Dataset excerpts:
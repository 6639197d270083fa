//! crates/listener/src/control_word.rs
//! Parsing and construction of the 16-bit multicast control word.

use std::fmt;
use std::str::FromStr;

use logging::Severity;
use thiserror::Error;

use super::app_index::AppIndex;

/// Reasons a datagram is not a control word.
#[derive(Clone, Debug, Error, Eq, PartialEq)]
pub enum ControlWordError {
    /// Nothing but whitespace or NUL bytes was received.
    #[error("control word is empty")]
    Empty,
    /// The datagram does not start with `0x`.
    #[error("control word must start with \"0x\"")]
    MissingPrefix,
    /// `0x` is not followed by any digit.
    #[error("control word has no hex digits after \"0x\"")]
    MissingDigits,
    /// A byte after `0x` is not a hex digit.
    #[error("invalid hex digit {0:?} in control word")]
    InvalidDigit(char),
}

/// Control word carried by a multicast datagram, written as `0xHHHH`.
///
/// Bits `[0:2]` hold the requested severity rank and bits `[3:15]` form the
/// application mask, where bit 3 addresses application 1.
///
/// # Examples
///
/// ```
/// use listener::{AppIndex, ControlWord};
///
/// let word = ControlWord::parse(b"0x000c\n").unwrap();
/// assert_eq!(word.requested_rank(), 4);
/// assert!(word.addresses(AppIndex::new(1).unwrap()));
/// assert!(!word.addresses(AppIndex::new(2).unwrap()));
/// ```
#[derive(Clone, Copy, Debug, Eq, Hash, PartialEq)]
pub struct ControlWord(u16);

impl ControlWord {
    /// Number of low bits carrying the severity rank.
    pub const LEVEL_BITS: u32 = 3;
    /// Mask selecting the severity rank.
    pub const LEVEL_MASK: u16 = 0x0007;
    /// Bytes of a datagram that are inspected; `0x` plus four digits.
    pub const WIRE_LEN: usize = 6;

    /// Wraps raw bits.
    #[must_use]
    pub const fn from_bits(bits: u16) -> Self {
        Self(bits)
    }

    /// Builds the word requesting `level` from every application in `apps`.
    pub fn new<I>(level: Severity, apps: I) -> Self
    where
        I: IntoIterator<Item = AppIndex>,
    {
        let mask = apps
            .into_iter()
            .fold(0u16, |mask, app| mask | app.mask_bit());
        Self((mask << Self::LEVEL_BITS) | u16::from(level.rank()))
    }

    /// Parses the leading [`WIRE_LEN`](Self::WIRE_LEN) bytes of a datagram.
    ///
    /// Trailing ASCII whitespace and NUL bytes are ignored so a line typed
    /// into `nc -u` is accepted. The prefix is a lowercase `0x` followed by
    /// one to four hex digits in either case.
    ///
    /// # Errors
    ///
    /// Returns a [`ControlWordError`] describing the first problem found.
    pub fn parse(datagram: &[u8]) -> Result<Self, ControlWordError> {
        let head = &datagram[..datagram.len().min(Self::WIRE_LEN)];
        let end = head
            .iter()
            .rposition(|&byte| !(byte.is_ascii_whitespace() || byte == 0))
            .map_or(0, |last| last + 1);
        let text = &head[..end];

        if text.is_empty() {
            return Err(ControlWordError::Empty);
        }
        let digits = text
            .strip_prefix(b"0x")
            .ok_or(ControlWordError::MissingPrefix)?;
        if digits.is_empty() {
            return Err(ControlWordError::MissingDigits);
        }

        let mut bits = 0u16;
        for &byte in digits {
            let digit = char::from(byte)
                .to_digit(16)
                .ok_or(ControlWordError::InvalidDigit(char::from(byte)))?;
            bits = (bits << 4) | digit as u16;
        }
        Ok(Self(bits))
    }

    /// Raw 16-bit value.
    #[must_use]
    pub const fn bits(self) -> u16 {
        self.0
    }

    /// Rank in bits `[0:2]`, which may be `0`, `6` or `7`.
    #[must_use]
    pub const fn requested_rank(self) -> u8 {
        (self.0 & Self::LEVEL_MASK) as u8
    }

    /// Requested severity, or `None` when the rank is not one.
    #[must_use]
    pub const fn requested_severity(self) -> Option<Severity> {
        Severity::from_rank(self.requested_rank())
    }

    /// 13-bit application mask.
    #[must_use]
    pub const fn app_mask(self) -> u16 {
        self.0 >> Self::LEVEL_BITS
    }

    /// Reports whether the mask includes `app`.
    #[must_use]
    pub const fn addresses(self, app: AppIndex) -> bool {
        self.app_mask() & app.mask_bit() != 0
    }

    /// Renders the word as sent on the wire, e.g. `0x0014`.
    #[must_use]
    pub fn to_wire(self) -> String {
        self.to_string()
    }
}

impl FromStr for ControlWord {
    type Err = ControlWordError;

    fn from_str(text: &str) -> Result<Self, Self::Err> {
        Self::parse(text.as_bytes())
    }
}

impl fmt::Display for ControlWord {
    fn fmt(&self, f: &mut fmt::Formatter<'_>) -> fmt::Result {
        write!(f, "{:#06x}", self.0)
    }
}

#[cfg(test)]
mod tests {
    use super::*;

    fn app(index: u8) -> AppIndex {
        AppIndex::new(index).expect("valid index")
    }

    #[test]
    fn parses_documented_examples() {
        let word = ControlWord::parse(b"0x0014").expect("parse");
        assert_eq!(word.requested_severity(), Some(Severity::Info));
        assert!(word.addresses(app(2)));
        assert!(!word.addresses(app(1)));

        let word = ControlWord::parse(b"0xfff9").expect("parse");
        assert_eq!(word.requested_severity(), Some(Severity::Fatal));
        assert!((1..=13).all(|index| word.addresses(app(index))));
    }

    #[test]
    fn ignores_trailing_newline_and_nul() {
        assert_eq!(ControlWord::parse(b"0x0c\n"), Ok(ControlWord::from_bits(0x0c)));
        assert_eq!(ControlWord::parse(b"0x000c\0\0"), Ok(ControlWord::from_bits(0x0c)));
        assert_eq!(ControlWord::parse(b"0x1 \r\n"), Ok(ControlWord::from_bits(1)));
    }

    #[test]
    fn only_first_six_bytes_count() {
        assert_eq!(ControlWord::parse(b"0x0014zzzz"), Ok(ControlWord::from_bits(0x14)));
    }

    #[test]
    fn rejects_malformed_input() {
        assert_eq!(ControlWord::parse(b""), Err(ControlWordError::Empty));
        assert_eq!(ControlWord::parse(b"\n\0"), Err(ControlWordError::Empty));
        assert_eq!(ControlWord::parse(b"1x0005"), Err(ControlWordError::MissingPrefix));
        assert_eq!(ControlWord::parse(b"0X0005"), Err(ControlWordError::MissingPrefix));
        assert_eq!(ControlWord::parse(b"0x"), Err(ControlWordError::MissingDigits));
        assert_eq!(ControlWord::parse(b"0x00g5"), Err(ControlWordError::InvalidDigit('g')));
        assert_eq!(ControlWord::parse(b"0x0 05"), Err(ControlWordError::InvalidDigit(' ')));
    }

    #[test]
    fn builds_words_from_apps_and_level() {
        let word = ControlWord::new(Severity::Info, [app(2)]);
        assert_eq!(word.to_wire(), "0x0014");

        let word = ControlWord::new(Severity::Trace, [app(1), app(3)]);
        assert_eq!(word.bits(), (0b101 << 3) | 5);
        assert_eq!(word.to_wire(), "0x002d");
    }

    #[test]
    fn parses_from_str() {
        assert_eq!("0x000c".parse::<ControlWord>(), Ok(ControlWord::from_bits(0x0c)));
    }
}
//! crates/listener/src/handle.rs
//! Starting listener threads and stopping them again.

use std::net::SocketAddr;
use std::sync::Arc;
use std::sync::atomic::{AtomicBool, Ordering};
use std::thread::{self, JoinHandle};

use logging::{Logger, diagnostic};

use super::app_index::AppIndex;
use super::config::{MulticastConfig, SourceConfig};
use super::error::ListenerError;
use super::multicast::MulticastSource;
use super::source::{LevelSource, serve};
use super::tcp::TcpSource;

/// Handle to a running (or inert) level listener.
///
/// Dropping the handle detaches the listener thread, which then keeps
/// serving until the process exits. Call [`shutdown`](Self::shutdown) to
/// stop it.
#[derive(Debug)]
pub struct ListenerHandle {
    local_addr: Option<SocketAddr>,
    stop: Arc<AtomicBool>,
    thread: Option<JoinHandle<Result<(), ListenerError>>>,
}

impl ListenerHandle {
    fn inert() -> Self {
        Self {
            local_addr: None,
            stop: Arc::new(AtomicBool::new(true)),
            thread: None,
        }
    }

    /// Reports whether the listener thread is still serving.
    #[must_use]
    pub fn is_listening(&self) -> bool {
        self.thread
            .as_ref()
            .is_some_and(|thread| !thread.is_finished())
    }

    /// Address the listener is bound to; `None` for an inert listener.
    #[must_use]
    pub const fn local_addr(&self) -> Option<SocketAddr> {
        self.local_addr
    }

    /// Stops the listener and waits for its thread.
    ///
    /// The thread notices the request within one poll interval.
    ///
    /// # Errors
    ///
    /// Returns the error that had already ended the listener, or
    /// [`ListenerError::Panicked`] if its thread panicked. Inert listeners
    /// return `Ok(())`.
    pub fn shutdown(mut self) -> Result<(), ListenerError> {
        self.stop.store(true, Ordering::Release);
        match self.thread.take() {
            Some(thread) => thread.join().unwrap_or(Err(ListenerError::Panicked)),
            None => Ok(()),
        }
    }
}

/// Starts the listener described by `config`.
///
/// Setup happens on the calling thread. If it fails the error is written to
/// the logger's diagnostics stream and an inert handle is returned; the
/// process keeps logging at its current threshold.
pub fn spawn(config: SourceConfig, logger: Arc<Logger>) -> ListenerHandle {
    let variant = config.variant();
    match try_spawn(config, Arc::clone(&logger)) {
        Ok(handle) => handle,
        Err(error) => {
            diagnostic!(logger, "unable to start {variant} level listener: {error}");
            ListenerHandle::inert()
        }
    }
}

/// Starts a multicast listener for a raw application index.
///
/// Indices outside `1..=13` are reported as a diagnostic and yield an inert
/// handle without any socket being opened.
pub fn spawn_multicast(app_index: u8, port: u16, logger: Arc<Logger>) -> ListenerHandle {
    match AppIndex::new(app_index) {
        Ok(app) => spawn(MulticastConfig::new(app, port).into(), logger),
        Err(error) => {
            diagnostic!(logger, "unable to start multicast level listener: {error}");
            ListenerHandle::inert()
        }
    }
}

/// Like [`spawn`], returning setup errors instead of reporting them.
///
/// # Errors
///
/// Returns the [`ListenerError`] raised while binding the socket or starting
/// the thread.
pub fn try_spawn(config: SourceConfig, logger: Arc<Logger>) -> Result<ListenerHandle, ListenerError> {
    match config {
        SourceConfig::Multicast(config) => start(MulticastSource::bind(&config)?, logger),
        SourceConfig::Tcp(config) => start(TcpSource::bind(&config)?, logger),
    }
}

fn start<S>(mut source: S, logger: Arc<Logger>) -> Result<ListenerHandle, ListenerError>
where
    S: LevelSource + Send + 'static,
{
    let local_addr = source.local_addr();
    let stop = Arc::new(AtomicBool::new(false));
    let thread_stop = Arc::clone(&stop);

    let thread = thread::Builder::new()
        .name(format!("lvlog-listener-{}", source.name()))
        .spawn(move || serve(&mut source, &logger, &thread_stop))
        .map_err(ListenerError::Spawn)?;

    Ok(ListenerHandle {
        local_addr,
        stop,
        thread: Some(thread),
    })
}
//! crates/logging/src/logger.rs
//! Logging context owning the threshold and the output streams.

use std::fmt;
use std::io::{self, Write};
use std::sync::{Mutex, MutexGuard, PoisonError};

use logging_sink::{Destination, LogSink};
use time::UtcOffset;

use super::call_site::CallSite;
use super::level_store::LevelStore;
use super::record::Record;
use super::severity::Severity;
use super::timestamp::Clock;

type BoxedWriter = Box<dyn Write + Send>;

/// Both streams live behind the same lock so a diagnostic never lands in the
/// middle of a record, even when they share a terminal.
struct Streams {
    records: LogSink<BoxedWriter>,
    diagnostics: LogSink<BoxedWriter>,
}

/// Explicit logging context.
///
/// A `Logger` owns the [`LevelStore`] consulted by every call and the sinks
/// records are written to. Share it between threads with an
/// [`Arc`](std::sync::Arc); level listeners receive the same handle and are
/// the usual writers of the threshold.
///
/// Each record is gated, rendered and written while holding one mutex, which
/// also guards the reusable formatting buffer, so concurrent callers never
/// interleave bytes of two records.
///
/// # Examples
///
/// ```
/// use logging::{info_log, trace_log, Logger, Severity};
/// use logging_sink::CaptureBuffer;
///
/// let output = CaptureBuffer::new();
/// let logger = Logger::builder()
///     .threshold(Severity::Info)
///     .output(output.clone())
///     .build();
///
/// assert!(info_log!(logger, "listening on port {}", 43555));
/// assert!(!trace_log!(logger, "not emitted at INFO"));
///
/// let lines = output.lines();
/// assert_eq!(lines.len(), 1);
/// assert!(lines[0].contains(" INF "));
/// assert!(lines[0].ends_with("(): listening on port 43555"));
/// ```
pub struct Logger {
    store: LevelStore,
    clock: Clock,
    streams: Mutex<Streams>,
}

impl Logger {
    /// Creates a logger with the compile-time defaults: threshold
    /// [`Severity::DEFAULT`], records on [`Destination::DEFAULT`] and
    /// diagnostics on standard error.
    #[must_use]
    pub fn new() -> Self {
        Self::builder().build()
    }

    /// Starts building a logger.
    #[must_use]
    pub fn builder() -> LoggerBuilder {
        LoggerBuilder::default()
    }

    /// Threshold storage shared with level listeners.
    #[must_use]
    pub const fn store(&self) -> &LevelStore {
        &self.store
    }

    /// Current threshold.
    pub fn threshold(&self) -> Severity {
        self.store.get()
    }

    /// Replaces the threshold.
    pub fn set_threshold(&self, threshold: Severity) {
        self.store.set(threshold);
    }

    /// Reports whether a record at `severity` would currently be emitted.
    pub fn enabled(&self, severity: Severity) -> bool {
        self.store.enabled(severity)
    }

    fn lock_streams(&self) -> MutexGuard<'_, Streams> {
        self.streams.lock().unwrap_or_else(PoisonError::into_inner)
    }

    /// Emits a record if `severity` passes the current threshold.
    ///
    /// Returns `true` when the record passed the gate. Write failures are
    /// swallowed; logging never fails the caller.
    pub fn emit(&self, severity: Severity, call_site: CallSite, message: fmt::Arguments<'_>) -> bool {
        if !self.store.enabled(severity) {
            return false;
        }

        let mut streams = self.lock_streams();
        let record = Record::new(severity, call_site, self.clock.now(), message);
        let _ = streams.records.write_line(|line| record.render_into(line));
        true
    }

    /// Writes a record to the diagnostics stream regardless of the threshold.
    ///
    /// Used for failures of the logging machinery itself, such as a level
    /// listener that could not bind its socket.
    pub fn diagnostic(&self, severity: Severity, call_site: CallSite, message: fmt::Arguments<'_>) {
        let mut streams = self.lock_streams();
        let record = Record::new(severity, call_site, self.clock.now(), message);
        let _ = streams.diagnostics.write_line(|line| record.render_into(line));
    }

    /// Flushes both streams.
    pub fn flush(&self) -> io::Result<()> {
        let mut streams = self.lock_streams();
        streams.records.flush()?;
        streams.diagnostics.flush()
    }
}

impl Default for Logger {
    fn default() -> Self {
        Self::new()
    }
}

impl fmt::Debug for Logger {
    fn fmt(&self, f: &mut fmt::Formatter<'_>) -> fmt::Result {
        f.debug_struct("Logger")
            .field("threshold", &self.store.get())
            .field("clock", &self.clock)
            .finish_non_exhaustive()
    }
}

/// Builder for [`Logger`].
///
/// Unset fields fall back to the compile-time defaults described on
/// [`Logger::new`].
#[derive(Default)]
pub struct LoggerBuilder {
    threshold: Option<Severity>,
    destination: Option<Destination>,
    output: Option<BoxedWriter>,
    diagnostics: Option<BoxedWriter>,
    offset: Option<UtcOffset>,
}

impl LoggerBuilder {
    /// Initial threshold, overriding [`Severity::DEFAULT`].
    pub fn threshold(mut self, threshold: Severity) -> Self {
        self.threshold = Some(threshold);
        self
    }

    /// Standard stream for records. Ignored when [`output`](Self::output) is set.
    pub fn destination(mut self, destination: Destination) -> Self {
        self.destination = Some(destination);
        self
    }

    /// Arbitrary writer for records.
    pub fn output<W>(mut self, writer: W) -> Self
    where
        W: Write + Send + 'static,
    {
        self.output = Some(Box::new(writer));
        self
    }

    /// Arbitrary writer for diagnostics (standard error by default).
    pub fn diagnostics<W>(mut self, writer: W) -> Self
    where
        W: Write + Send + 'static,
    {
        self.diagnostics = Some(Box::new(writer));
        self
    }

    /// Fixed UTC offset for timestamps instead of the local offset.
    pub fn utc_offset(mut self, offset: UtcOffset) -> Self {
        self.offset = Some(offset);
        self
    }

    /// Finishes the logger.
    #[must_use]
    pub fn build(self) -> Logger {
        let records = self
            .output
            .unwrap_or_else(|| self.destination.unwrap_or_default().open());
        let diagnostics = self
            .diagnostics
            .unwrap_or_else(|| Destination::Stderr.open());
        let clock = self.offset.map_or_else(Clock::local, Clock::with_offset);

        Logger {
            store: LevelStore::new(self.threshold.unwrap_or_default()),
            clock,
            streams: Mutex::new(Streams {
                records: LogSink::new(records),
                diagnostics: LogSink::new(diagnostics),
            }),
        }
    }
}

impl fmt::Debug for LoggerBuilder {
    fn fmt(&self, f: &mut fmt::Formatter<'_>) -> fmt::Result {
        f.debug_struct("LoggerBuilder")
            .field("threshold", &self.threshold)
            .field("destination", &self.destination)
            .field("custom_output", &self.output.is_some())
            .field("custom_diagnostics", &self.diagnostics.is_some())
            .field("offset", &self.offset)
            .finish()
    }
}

Brief: In the entries above, identify every line with the word "LogSink". Copy those lines.

Result of this exercise:
use logging_sink::{Destination, LogSink};
    records: LogSink<BoxedWriter>,
    diagnostics: LogSink<BoxedWriter>,
                records: LogSink::new(records),
                diagnostics: LogSink::new(diagnostics),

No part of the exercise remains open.